(Collected data)
___
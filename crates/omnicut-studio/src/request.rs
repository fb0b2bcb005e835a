//! Video request options.

use std::str::FromStr;

use omnicut_core::SourceMedia;
use serde::{Deserialize, Serialize};

/// A value did not name a known option.
#[derive(Debug, Clone, PartialEq, Eq, thiserror::Error)]
#[error("unknown {kind} '{value}' (expected one of: {expected})")]
pub struct ParseOptionError {
    kind: &'static str,
    value: String,
    expected: String,
}

impl ParseOptionError {
    fn new(kind: &'static str, value: &str, expected: &[&str]) -> Self {
        Self {
            kind,
            value: value.to_string(),
            expected: expected.join(", "),
        }
    }
}

/// Output resolution.
#[derive(Clone, Copy, Debug, Default, PartialEq, Eq, Hash, Serialize, Deserialize)]
pub enum Resolution {
    /// 1280x720.
    #[default]
    #[serde(rename = "720p")]
    Hd720,
    /// 1920x1080.
    #[serde(rename = "1080p")]
    Hd1080,
}

impl Resolution {
    /// Wire value.
    pub fn as_str(self) -> &'static str {
        match self {
            Self::Hd720 => "720p",
            Self::Hd1080 => "1080p",
        }
    }
}

impl std::fmt::Display for Resolution {
    fn fmt(&self, f: &mut std::fmt::Formatter<'_>) -> std::fmt::Result {
        f.write_str(self.as_str())
    }
}

impl FromStr for Resolution {
    type Err = ParseOptionError;

    fn from_str(s: &str) -> Result<Self, Self::Err> {
        match s.trim().to_ascii_lowercase().as_str() {
            "720p" | "720" => Ok(Self::Hd720),
            "1080p" | "1080" => Ok(Self::Hd1080),
            _ => Err(ParseOptionError::new("resolution", s, &["720p", "1080p"])),
        }
    }
}

/// Frame shape.
#[derive(Clone, Copy, Debug, Default, PartialEq, Eq, Hash, Serialize, Deserialize)]
pub enum AspectRatio {
    /// Landscape.
    #[default]
    #[serde(rename = "16:9")]
    Landscape,
    /// Portrait.
    #[serde(rename = "9:16")]
    Portrait,
}

impl AspectRatio {
    /// Wire value.
    pub fn as_str(self) -> &'static str {
        match self {
            Self::Landscape => "16:9",
            Self::Portrait => "9:16",
        }
    }
}

impl std::fmt::Display for AspectRatio {
    fn fmt(&self, f: &mut std::fmt::Formatter<'_>) -> std::fmt::Result {
        f.write_str(self.as_str())
    }
}

impl FromStr for AspectRatio {
    type Err = ParseOptionError;

    fn from_str(s: &str) -> Result<Self, Self::Err> {
        match s.trim().to_ascii_lowercase().as_str() {
            "16:9" | "landscape" => Ok(Self::Landscape),
            "9:16" | "portrait" => Ok(Self::Portrait),
            _ => Err(ParseOptionError::new("aspect ratio", s, &["16:9", "9:16"])),
        }
    }
}

/// Style preset prepended to the prompt.
#[derive(Clone, Copy, Debug, Default, PartialEq, Eq, Hash, Serialize, Deserialize)]
#[serde(rename_all = "kebab-case")]
pub enum VideoStyle {
    /// Dramatic movie look.
    #[default]
    Cinematic,
    /// 2D Japanese animation.
    Anime,
    /// Neon sci-fi.
    Cyberpunk,
    /// Retro film grain.
    Vintage,
    /// Stylized 3D animation.
    #[serde(rename = "3d-render")]
    Render3d,
    /// Photorealistic documentary.
    Realistic,
}

impl VideoStyle {
    /// All presets, in menu order.
    pub const ALL: [Self; 6] = [
        Self::Cinematic,
        Self::Anime,
        Self::Cyberpunk,
        Self::Vintage,
        Self::Render3d,
        Self::Realistic,
    ];

    /// Display name.
    pub fn label(self) -> &'static str {
        match self {
            Self::Cinematic => "Cinematic",
            Self::Anime => "Anime",
            Self::Cyberpunk => "Cyberpunk",
            Self::Vintage => "Vintage",
            Self::Render3d => "3D Render",
            Self::Realistic => "Realistic",
        }
    }

    /// Text prepended to the prompt.
    pub fn description(self) -> &'static str {
        match self {
            Self::Cinematic => "Cinematic, high quality, dramatic lighting, movie scene",
            Self::Anime => "Anime style, japanese animation, 2D, vibrant colors",
            Self::Cyberpunk => "Cyberpunk, neon lights, futuristic, high contrast, sci-fi",
            Self::Vintage => "Vintage film, grain, retro look, 90s style, VHS effect",
            Self::Render3d => "3D render, Pixar style, cute, smooth, unreal engine 5",
            Self::Realistic => "Photorealistic, 8k, highly detailed, nature documentary style",
        }
    }

    /// `"{description}. {prompt}"`.
    pub fn apply(self, prompt: &str) -> String {
        format!("{}. {prompt}", self.description())
    }
}

impl std::fmt::Display for VideoStyle {
    fn fmt(&self, f: &mut std::fmt::Formatter<'_>) -> std::fmt::Result {
        f.write_str(self.label())
    }
}

impl FromStr for VideoStyle {
    type Err = ParseOptionError;

    fn from_str(s: &str) -> Result<Self, Self::Err> {
        let norm: String = s
            .trim()
            .to_ascii_lowercase()
            .chars()
            .filter(|c| c.is_ascii_alphanumeric())
            .collect();
        match norm.as_str() {
            "cinematic" => Ok(Self::Cinematic),
            "anime" => Ok(Self::Anime),
            "cyberpunk" => Ok(Self::Cyberpunk),
            "vintage" => Ok(Self::Vintage),
            "3drender" | "3d" | "render3d" | "render" => Ok(Self::Render3d),
            "realistic" => Ok(Self::Realistic),
            _ => Err(ParseOptionError::new(
                "style",
                s,
                &Self::ALL.map(VideoStyle::label),
            )),
        }
    }
}

/// Input to [`Studio::generate_video`](crate::Studio::generate_video).
#[derive(Clone, Debug, Default)]
pub struct VideoRequest {
    /// What to show.
    pub prompt: String,
    /// Optional starting frame.
    pub image: Option<SourceMedia>,
    /// Output resolution.
    pub resolution: Resolution,
    /// Frame shape.
    pub aspect_ratio: AspectRatio,
    /// Style preset.
    pub style: VideoStyle,
}

impl VideoRequest {
    /// Request with default options.
    pub fn new(prompt: impl Into<String>) -> Self {
        Self {
            prompt: prompt.into(),
            ..Self::default()
        }
    }

    /// Attach a reference image.
    #[must_use]
    pub fn with_image(mut self, image: SourceMedia) -> Self {
        self.image = Some(image);
        self
    }

    /// Set the resolution.
    #[must_use]
    pub fn with_resolution(mut self, resolution: Resolution) -> Self {
        self.resolution = resolution;
        self
    }

    /// Set the aspect ratio.
    #[must_use]
    pub fn with_aspect_ratio(mut self, aspect_ratio: AspectRatio) -> Self {
        self.aspect_ratio = aspect_ratio;
        self
    }

    /// Set the style preset.
    #[must_use]
    pub fn with_style(mut self, style: VideoStyle) -> Self {
        self.style = style;
        self
    }
}

// ─────────────────────────────────────────────────────────────────────────────
// Tests
// ─────────────────────────────────────────────────────────────────────────────
use gonzo::error::{GonzoError, Result};
use log::debug;
use std::io::{self, ErrorKind, Write};
use std::process::{Child, ChildStdin, Command, Stdio};

/// Where `read` and `list` output goes: the pager's stdin, or our own stdout.
///
/// A reader that goes away early (quitting the pager, `| head`) is not an
/// error; further writes are dropped.
pub enum Output {
    Direct {
        out: io::Stdout,
        closed: bool,
    },
    Pager {
        program: String,
        child: Child,
        stdin: Option<ChildStdin>,
    },
}

impl Output {
    pub fn open(pager: Option<&str>) -> Result<Self> {
        let Some(command) = pager else {
            return Ok(Self::direct());
        };
        let mut parts = command.split_whitespace();
        let Some(program) = parts.next() else {
            return Ok(Self::direct());
        };

        debug!("spawning pager {}", command);
        let mut child = Command::new(program)
            .args(parts)
            .stdin(Stdio::piped())
            .spawn()
            .map_err(|e| {
                GonzoError::Process(format!("Failed to launch pager '{}': {}", program, e))
            })?;
        let stdin = child.stdin.take();

        Ok(Output::Pager {
            program: program.to_string(),
            child,
            stdin,
        })
    }

    fn direct() -> Self {
        Output::Direct {
            out: io::stdout(),
            closed: false,
        }
    }

    pub fn write_str(&mut self, text: &str) -> Result<()> {
        let outcome = match self {
            Output::Direct { closed: true, .. } => return Ok(()),
            Output::Direct { out, .. } => out.write_all(text.as_bytes()),
            Output::Pager { stdin: None, .. } => return Ok(()),
            Output::Pager {
                stdin: Some(pipe), ..
            } => pipe.write_all(text.as_bytes()),
        };

        match outcome {
            Ok(()) => Ok(()),
            Err(e) if e.kind() == ErrorKind::BrokenPipe => {
                debug!("reader went away, dropping remaining output");
                match self {
                    Output::Direct { closed, .. } => *closed = true,
                    Output::Pager { stdin, .. } => *stdin = None,
                }
                Ok(())
            }
            Err(e) => Err(GonzoError::Io(e)),
        }
    }

    /// Flushes, closes the pipe, and waits for the pager to exit.
    pub fn finish(self) -> Result<()> {
        match self {
            Output::Direct { mut out, closed } => {
                if !closed {
                    match out.flush() {
                        Err(e) if e.kind() != ErrorKind::BrokenPipe => {
                            return Err(GonzoError::Io(e))
                        }
                        _ => {}
                    }
                }
                Ok(())
            }
            Output::Pager {
                program,
                mut child,
                stdin,
            } => {
                drop(stdin);
                let status = child.wait().map_err(GonzoError::Io)?;
                if !status.success() {
                    return Err(GonzoError::Process(format!(
                        "Pager '{}' exited with {}",
                        program, status
                    )));
                }
                Ok(())
            }
        }
    }
}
___
- **PROBLEM DETAILS**:
The response must contain exactly the lines from the one with "mut out, closed" to the end of the entries above, both included, and nothing more.

- **RESPONSE BOX**:
            Output::Direct { mut out, closed } => {
                if !closed {
                    match out.flush() {
                        Err(e) if e.kind() != ErrorKind::BrokenPipe => {
                            return Err(GonzoError::Io(e))
                        }
                        _ => {}
                    }
                }
                Ok(())
            }
            Output::Pager {
                program,
                mut child,
                stdin,
            } => {
                drop(stdin);
                let status = child.wait().map_err(GonzoError::Io)?;
                if !status.success() {
                    return Err(GonzoError::Process(format!(
                        "Pager '{}' exited with {}",
                        program, status
                    )));
                }
                Ok(())
            }
        }
    }
}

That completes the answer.